**Exercise directions**
State how many lines in the entries below include the string "Loopback", and give nothing beyond that number.

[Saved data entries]
────────────────────

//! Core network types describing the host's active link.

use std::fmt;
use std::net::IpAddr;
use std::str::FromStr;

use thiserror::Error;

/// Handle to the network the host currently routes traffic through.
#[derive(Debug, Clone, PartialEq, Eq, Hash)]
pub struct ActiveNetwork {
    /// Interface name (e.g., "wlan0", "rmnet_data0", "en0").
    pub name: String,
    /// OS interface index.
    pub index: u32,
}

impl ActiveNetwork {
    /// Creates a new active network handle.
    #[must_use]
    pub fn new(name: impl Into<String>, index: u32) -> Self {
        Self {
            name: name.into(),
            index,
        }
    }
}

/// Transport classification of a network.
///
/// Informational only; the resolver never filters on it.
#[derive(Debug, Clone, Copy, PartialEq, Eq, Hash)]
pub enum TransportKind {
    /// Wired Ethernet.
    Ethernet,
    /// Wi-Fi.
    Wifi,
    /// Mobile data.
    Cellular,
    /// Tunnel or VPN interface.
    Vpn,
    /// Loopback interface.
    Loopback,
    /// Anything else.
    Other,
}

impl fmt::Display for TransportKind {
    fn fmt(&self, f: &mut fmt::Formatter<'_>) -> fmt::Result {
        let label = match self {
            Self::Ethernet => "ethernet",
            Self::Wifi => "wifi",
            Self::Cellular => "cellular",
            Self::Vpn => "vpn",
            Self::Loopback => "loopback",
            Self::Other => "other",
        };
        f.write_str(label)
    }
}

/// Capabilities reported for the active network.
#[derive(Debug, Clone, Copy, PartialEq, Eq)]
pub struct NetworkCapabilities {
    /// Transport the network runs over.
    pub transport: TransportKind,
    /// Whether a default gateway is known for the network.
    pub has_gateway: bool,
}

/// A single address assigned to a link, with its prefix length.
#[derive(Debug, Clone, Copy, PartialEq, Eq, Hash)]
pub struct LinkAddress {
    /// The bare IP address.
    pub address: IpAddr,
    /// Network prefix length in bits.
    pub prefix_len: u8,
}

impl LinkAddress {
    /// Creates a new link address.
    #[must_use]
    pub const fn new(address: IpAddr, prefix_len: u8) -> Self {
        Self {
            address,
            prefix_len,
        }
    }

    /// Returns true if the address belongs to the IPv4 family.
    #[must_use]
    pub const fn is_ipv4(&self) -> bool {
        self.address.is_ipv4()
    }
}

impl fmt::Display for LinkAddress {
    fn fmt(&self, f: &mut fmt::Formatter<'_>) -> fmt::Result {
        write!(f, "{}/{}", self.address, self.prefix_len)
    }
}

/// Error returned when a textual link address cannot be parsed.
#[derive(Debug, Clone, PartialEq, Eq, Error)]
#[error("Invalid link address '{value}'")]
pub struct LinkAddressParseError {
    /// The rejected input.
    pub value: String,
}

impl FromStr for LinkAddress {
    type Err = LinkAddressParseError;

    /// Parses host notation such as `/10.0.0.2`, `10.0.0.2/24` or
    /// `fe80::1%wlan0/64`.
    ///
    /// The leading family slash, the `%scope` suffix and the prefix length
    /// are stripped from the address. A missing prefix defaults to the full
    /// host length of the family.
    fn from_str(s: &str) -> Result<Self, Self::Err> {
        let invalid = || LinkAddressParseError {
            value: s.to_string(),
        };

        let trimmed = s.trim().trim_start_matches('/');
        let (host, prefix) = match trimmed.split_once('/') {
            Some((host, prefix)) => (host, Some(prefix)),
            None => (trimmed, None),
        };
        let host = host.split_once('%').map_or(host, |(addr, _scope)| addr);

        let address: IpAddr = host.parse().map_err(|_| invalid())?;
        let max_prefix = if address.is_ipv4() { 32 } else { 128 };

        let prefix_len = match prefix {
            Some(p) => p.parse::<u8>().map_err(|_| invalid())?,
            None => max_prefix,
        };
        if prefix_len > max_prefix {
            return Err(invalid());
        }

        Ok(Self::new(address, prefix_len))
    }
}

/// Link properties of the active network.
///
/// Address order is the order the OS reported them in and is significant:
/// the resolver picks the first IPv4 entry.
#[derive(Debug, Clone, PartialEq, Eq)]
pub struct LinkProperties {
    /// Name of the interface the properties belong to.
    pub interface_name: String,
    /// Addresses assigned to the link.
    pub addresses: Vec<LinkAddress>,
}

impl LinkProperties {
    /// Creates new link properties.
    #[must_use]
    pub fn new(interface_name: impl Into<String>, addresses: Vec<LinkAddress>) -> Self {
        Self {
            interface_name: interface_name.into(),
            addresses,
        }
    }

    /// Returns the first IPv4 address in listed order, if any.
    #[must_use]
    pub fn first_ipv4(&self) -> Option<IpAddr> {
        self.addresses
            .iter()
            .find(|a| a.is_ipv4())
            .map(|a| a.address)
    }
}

────────────────────

**Task output**
3